YOUR INSTRUCTIONS
Beginning with the line where "registered ids, sorted." appears, please restate each line of the records below word for word until the last one, inclusive, and nothing else.
##########
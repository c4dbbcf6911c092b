use super::angle::{normalize_angle, rotate_point, rotate_vector, sin_cos_deg};
use super::{Point2, Vector2};

/// A connection point in a segment's local frame.
///
/// `angle` is the outward-facing direction in degrees; the outward vector is
/// `(sin angle, cos angle)`, so `0` faces `+z` and `180` faces `−z`.
#[derive(Debug, Clone, Copy, PartialEq)]
#[cfg_attr(feature = "serde", derive(serde::Serialize, serde::Deserialize))]
pub struct Port {
    /// Local position.
    pub position: Point2,
    /// Outward-facing angle in degrees.
    pub angle: f64,
}

impl Port {
    /// Creates a new port.
    #[must_use]
    pub fn new(x: f64, z: f64, angle: f64) -> Self {
        Self {
            position: Point2::new(x, z),
            angle,
        }
    }

    /// The entry port every segment shares: local origin, facing backward.
    #[must_use]
    pub fn entry() -> Self {
        Self::new(0.0, 0.0, 180.0)
    }

    /// Unit vector pointing out of the segment through this port.
    #[must_use]
    pub fn outward(&self) -> Vector2 {
        let (sin, cos) = sin_cos_deg(self.angle);
        Vector2::new(sin, cos)
    }
}

/// A world-space placement: position plus counter-clockwise rotation.
#[derive(Debug, Clone, Copy, PartialEq)]
#[cfg_attr(feature = "serde", derive(serde::Serialize, serde::Deserialize))]
pub struct Pose {
    /// Position of the local origin.
    pub position: Point2,
    /// Rotation in degrees, in `[0, 360)`.
    pub rotation: f64,
}

impl Default for Pose {
    fn default() -> Self {
        Self::identity()
    }
}

impl Pose {
    /// Creates a new pose; the rotation is normalized.
    #[must_use]
    pub fn new(position: Point2, rotation: f64) -> Self {
        Self {
            position,
            rotation: normalize_angle(rotation),
        }
    }

    /// The origin with no rotation.
    #[must_use]
    pub fn identity() -> Self {
        Self {
            position: Point2::origin(),
            rotation: 0.0,
        }
    }

    /// Maps a local point into this pose's parent frame.
    #[must_use]
    pub fn transform_point(&self, local: &Point2) -> Point2 {
        self.position + rotate_point(local, self.rotation).coords
    }

    /// Maps a local direction into this pose's parent frame.
    #[must_use]
    pub fn transform_vector(&self, local: &Vector2) -> Vector2 {
        rotate_vector(local, self.rotation)
    }

    /// Expresses `inner` (given relative to `self`) in `self`'s parent frame.
    #[must_use]
    pub fn compose(&self, inner: &Pose) -> Pose {
        Pose::new(self.transform_point(&inner.position), self.rotation + inner.rotation)
    }

    /// Places the next piece so that its `next_entry` port coincides with this
    /// piece's `exit` port.
    ///
    /// The heading composes by subtracting the exit port's outward angle:
    /// a straight (exit angle 0) keeps the rotation, a left quarter turn
    /// (exit angle 270) adds 90°.
    #[must_use]
    pub fn advance(&self, exit: &Port, next_entry: &Port) -> Pose {
        let exit_world = self.transform_point(&exit.position);
        let rotation = normalize_angle(self.rotation - exit.angle);
        let entry_offset = rotate_vector(&next_entry.position.coords, rotation);
        Pose {
            position: exit_world - entry_offset,
            rotation,
        }
    }

    /// The port through which the next piece attaches, expressed in this
    /// pose's parent frame.
    #[must_use]
    pub fn exit_port(&self, exit: &Port) -> Port {
        Port {
            position: self.transform_point(&exit.position),
            angle: normalize_angle(exit.angle - self.rotation),
        }
    }
}
use std::collections::HashMap;
use std::sync::{Arc, LazyLock};

use crate::error::ChainError;
use crate::math::Turn;

use super::spec::{Primitive, SegmentSpec};

/// Identifiers of the standard catalog.
pub mod ids {
    pub const STRAIGHT_05M: &str = "straight_05m";
    pub const STRAIGHT_1M: &str = "straight_1m";
    pub const STRAIGHT_2M: &str = "straight_2m";
    pub const STRAIGHT_3M: &str = "straight_3m";
    pub const CURVE_45_LEFT: &str = "curve_45_left";
    pub const CURVE_45_RIGHT: &str = "curve_45_right";
    pub const CURVE_90_LEFT: &str = "curve_90_left";
    pub const CURVE_90_RIGHT: &str = "curve_90_right";
    pub const S_CURVE_LEFT: &str = "s_curve_left";
    pub const S_CURVE_RIGHT: &str = "s_curve_right";
    pub const U_TURN_LEFT: &str = "u_turn_left";
    pub const U_TURN_RIGHT: &str = "u_turn_right";
    pub const CHICANE_LEFT: &str = "chicane_left";
    pub const CHICANE_RIGHT: &str = "chicane_right";
}

static STANDARD: LazyLock<SpecRegistry> = LazyLock::new(SpecRegistry::with_standard_catalog);

/// Read-only lookup table of segment specs keyed by id.
///
/// Specs are shared through [`Arc`] so solved chains can keep them without
/// borrowing the registry.
#[derive(Debug, Clone, Default)]
pub struct SpecRegistry {
    specs: HashMap<String, Arc<SegmentSpec>>,
}

impl SpecRegistry {
    /// Creates an empty registry.
    #[must_use]
    pub fn new() -> Self {
        Self::default()
    }

    /// The shared standard catalog, built on first use.
    #[must_use]
    pub fn standard() -> &'static SpecRegistry {
        &STANDARD
    }

    /// Builds a fresh registry holding the standard catalog.
    #[must_use]
    pub fn with_standard_catalog() -> Self {
        let mut registry = Self::new();

        for (id, length) in [
            (ids::STRAIGHT_05M, 0.5),
            (ids::STRAIGHT_1M, 1.0),
            (ids::STRAIGHT_2M, 2.0),
            (ids::STRAIGHT_3M, 3.0),
        ] {
            registry.register(SegmentSpec::straight(id, length));
        }

        let curve_45 = SegmentSpec::curve(ids::CURVE_45_LEFT, Turn::Left, 1.6, 45.0);
        let curve_90 = SegmentSpec::curve(ids::CURVE_90_LEFT, Turn::Left, 0.8, 90.0);
        let s_curve = SegmentSpec::compound(
            ids::S_CURVE_LEFT,
            vec![
                Primitive::Arc { radius: 1.6, sweep: 45.0, turn: Turn::Left },
                Primitive::Arc { radius: 1.6, sweep: 45.0, turn: Turn::Right },
            ],
        );
        let u_turn = SegmentSpec::compound(
            ids::U_TURN_LEFT,
            vec![
                Primitive::Straight { length: 0.25 },
                Primitive::Arc { radius: 0.6, sweep: 180.0, turn: Turn::Left },
                Primitive::Straight { length: 0.25 },
            ],
        );
        let chicane = SegmentSpec::compound(
            ids::CHICANE_LEFT,
            vec![
                Primitive::Arc { radius: 1.2, sweep: 30.0, turn: Turn::Left },
                Primitive::Straight { length: 0.6 },
                Primitive::Arc { radius: 1.2, sweep: 30.0, turn: Turn::Right },
            ],
        );

        for (left, right_id) in [
            (curve_45, ids::CURVE_45_RIGHT),
            (curve_90, ids::CURVE_90_RIGHT),
            (s_curve, ids::S_CURVE_RIGHT),
            (u_turn, ids::U_TURN_RIGHT),
            (chicane, ids::CHICANE_RIGHT),
        ] {
            let right = left.mirrored(right_id);
            registry.register(left);
            registry.register(right);
        }

        registry
    }

    /// Adds or replaces a spec, returning the one it replaced.
    pub fn register(&mut self, spec: SegmentSpec) -> Option<Arc<SegmentSpec>> {
        self.specs.insert(spec.id().to_owned(), Arc::new(spec))
    }

    /// Looks up a spec by id.
    ///
    /// # Errors
    ///
    /// Returns [`ChainError::UnknownSegment`] if no spec has this id.
    pub fn get(&self, id: &str) -> Result<&Arc<SegmentSpec>, ChainError> {
        self.specs
            .get(id)
            .ok_or_else(|| ChainError::UnknownSegment(id.to_owned()))
    }

    /// Returns whether a spec with this id exists.
    #[must_use]
    pub fn contains(&self, id: &str) -> bool {
        self.specs.contains_key(id)
    }

    /// All registered ids, sorted.
    #[must_use]
    pub fn ids(&self) -> Vec<&str> {
        let mut ids: Vec<&str> = self.specs.keys().map(String::as_str).collect();
        ids.sort_unstable();
        ids
    }

    /// Number of registered specs.
    #[must_use]
    pub fn len(&self) -> usize {
        self.specs.len()
    }

    /// Returns whether the registry is empty.
    #[must_use]
    pub fn is_empty(&self) -> bool {
        self.specs.is_empty()
    }
}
##########
RESULT OF THIS EXERCISE
    /// All registered ids, sorted.
    #[must_use]
    pub fn ids(&self) -> Vec<&str> {
        let mut ids: Vec<&str> = self.specs.keys().map(String::as_str).collect();
        ids.sort_unstable();
        ids
    }

    /// Number of registered specs.
    #[must_use]
    pub fn len(&self) -> usize {
        self.specs.len()
    }

    /// Returns whether the registry is empty.
    #[must_use]
    pub fn is_empty(&self) -> bool {
        self.specs.is_empty()
    }
}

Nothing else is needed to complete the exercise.